Crestmoor Canyon, also located on the west side of town, is another high-risk spot, this time for fires. Voreyer said that the fire department will continue to cut back the brush in that area this fall and winter.

Officials are also looking more closely into possible tsunami risk. Should a 42-foot tsunami come in from the Golden Gate Bridge, the wave would become 10 feet tall by the time it hit San Bruno, according to a city report.
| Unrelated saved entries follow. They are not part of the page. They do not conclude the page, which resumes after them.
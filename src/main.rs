use clap::Parser;
use color_eyre::{eyre::eyre, Result};
use mihrab::{app, config};
use std::path::PathBuf;
use tracing_subscriber::EnvFilter;

#[derive(Parser, Debug)]
#[command(name = "mihrab")]
#[command(about = "Offline-first prayer times companion for the terminal")]
#[command(version)]
struct Args {
  /// Path to config file (default: $XDG_CONFIG_HOME/mihrab/config.yaml)
  #[arg(short, long)]
  config: Option<PathBuf>,

  /// Location slug to use (overrides the config file)
  #[arg(short, long)]
  location: Option<String>,

  /// Print a single resolution and exit instead of running the tick loop
  #[arg(long)]
  once: bool,
}

#[tokio::main]
async fn main() -> Result<()> {
  color_eyre::install()?;

  let _log_guard = init_tracing()?;

  let args = Args::parse();

  // Load configuration
  let config = config::Config::load(args.config.as_deref())?;

  // Override location if specified on command line
  let config = if let Some(location) = args.location {
    config::Config {
      provider: config::ProviderConfig {
        location,
        ..config.provider
      },
      ..config
    }
  } else {
    config
  };

  let mut app = app::App::new(config)?;

  if args.once {
    println!("{}", app.resolve_once().await?);
    return Ok(());
  }

  app.run().await
}

/// Log to a file under the data directory; stdout stays reserved for the
/// status line.
fn init_tracing() -> Result<tracing_appender::non_blocking::WorkerGuard> {
  let log_dir = dirs::data_dir()
    .or_else(|| dirs::home_dir().map(|p| p.join(".local/share")))
    .ok_or_else(|| eyre!("Could not determine data directory"))?
    .join("mihrab");

  std::fs::create_dir_all(&log_dir)
    .map_err(|e| eyre!("Failed to create log directory: {}", e))?;

  let appender = tracing_appender::rolling::never(log_dir, "mihrab.log");
  let (writer, guard) = tracing_appender::non_blocking(appender);

  let filter = EnvFilter::try_from_env("MIHRAB_LOG").unwrap_or_else(|_| EnvFilter::new("info"));

  tracing_subscriber::fmt()
    .with_env_filter(filter)
    .with_writer(writer)
    .with_ansi(false)
    .init();

  Ok(guard)
}
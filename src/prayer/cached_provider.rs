//! Provider client with transparent caching and once-per-day fetch gating.

use chrono::{Local, NaiveDate};
use color_eyre::{eyre::eyre, Result};
use std::future::Future;
use std::sync::Arc;

use crate::cache::{CacheController, ControllerConfig, FetchRequest, FetchResponse, StoreBackend};
use crate::config::Config;

use super::provider::TimetableClient;
use super::store::TimetableStore;
use super::types::PrayerTimeTable;

/// Time-table client with layered offline support.
///
/// Two layers back it: the day-keyed `TimetableStore` (canonical table per
/// calendar date) and the transport-level `CacheController`, which applies
/// stale-while-revalidate to the provider's API responses.
pub struct CachedTimetableClient<S: StoreBackend> {
  inner: TimetableClient,
  controller: CacheController<S>,
  store: Arc<TimetableStore>,
}

impl<S: StoreBackend> CachedTimetableClient<S> {
  pub fn new(config: &Config, storage: S, store: TimetableStore) -> Result<Self> {
    let inner = TimetableClient::new(config)?;

    // The controller is scoped to the provider origin; every provider GET
    // is in the API class.
    let controller_config = ControllerConfig::new(inner.origin().clone()).with_api_prefix("/");
    let controller = CacheController::new(storage, controller_config);

    // Takeover: drop stores left behind by older versions.
    controller.activate()?;

    Ok(Self {
      inner,
      controller,
      store: Arc::new(store),
    })
  }

  /// Get the table for a calendar date, fetching at most once per date.
  pub async fn table_for(&self, date: NaiveDate) -> Result<PrayerTimeTable> {
    let http = self.inner.http_handle();
    self
      .table_for_with(date, move |request| {
        TimetableClient::transport(http, request)
      })
      .await
  }

  /// Same as `table_for` with an injected transport (used in tests).
  pub async fn table_for_with<F, Fut>(&self, date: NaiveDate, fetch: F) -> Result<PrayerTimeTable>
  where
    F: FnOnce(FetchRequest) -> Fut + Send + 'static,
    Fut: Future<Output = Result<FetchResponse>> + Send + 'static,
  {
    // The stored day table is canonical; no network involved on a hit.
    if let Some(table) = self.store.get(date)? {
      return Ok(table);
    }

    let request = self.inner.request_for(date)?;
    let served = self.controller.handle_request(request, fetch).await?;
    let table = TimetableClient::decode(&served.response)?;

    self.store.put(&table)?;
    Ok(table)
  }

  /// Today's table, recording the once-per-day fetch marker.
  pub async fn today(&self) -> Result<PrayerTimeTable> {
    let date = Local::now().date_naive();
    let table = self.table_for(date).await?;

    if self.store.last_fetch_date()? != Some(date) {
      self.store.set_last_fetch_date(date)?;
    }

    Ok(table)
  }

  /// Tomorrow's table, needed for the post-Isha rollover.
  pub async fn tomorrow(&self) -> Result<PrayerTimeTable> {
    let date = Local::now()
      .date_naive()
      .succ_opt()
      .ok_or_else(|| eyre!("Date overflow computing tomorrow"))?;
    self.table_for(date).await
  }

  /// Whether the once-per-day fetch already happened for the current date.
  pub fn has_fetched_today(&self) -> Result<bool> {
    Ok(self.store.last_fetch_date()? == Some(Local::now().date_naive()))
  }

  pub fn store(&self) -> &TimetableStore {
    &self.store
  }
}

#[cfg(test)]
mod tests {
  use super::*;
  use crate::cache::{is_offline, MemoryStorage};
  use crate::config::{Config, ProviderConfig};

  fn client() -> CachedTimetableClient<MemoryStorage> {
    let config = Config {
      provider: ProviderConfig {
        url: "https://times.example/".to_string(),
        location: "london".to_string(),
      },
      tick_rate_secs: None,
    };
    CachedTimetableClient::new(
      &config,
      MemoryStorage::new(),
      TimetableStore::open_in_memory().unwrap(),
    )
    .unwrap()
  }

  fn day_payload(date: &str, fajr: &str) -> FetchResponse {
    let body = format!(
      r#"{{"items": [{{"date_for": "{}", "fajr": "{}", "shurooq": "6:20 am",
           "dhuhr": "12:15 pm", "asr": "4:30 pm", "maghrib": "6:45 pm",
           "isha": "8:00 pm"}}]}}"#,
      date, fajr
    );
    FetchResponse::new(200, body.into_bytes())
  }

  #[tokio::test]
  async fn test_miss_fetches_and_persists() {
    let client = client();
    let date = NaiveDate::from_ymd_opt(2026, 8, 28).unwrap();

    let table = client
      .table_for_with(date, |_| async { Ok(day_payload("2026-8-28", "5:02 am")) })
      .await
      .unwrap();
    assert_eq!(table.fajr, "5:02 am");

    // Second call is served from the store even with the network down.
    let table = client
      .table_for_with(date, |_| async { Err(eyre!("network down")) })
      .await
      .unwrap();
    assert_eq!(table.fajr, "5:02 am");
  }

  #[tokio::test]
  async fn test_stored_table_preempts_network() {
    let client = client();
    let date = NaiveDate::from_ymd_opt(2026, 8, 28).unwrap();

    client
      .table_for_with(date, |_| async { Ok(day_payload("2026-8-28", "5:02 am")) })
      .await
      .unwrap();

    // A different payload would be returned if the network were consulted.
    let table = client
      .table_for_with(date, |_| async { Ok(day_payload("2026-8-28", "9:99 am")) })
      .await
      .unwrap();
    assert_eq!(table.fajr, "5:02 am");
  }

  #[tokio::test]
  async fn test_unreachable_provider_with_empty_store_is_offline() {
    let client = client();
    let date = NaiveDate::from_ymd_opt(2026, 8, 28).unwrap();

    let err = client
      .table_for_with(date, |_| async { Err(eyre!("unreachable")) })
      .await
      .unwrap_err();
    assert!(is_offline(&err));
  }

  #[tokio::test]
  async fn test_tables_are_keyed_per_date() {
    let client = client();
    let today = NaiveDate::from_ymd_opt(2026, 8, 28).unwrap();
    let tomorrow = NaiveDate::from_ymd_opt(2026, 8, 29).unwrap();

    client
      .table_for_with(today, |_| async { Ok(day_payload("2026-8-28", "5:02 am")) })
      .await
      .unwrap();
    let next = client
      .table_for_with(tomorrow, |_| async { Ok(day_payload("2026-8-29", "5:03 am")) })
      .await
      .unwrap();

    assert_eq!(next.fajr, "5:03 am");
    assert_eq!(
      client.store().get(today).unwrap().unwrap().fajr,
      "5:02 am"
    );
  }
}
//! mihrab - offline-first prayer times companion.
//!
//! Two loosely related subsystems make up the core:
//! - [`cache`]: an offline cache controller that intercepts outbound
//!   requests and applies per-class caching strategies over versioned
//!   stores.
//! - [`prayer`]: day-scoped prayer time tables and a pure temporal state
//!   resolver (current/next prayer, countdowns, Makruh windows).
//!
//! [`app`] hosts both in a 1 Hz tick loop for the terminal binary.

pub mod app;
pub mod cache;
pub mod config;
pub mod event;
pub mod prayer;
While property values can go down and insurance rates can go up in areas identified as high-risk, resident Robert Riechel said he was pleased that there is a plan in place that would allow him to make better decisions about what insurance and how much coverage to get if he knows the potential risks.

Riechel, who lives in the Belle Air neighborhood, said that his house flooded in 2002 and 2003 in heavy rain after a nearby drainage canal became filled to capacity. He said he does not have flood insurance at the moment, nor does he have pricey earthquake insurance.

Resident Alice Barnes, another Belle Air resident, said she remains concerned that her neighborhood would become cut off from vital emergency services if, for example, a train derailed and was blocking access to the eastern part of the neighborhood.

"I like to work with information," Riechel said. "It makes me more informed asa homeowner, whatever I decide to do."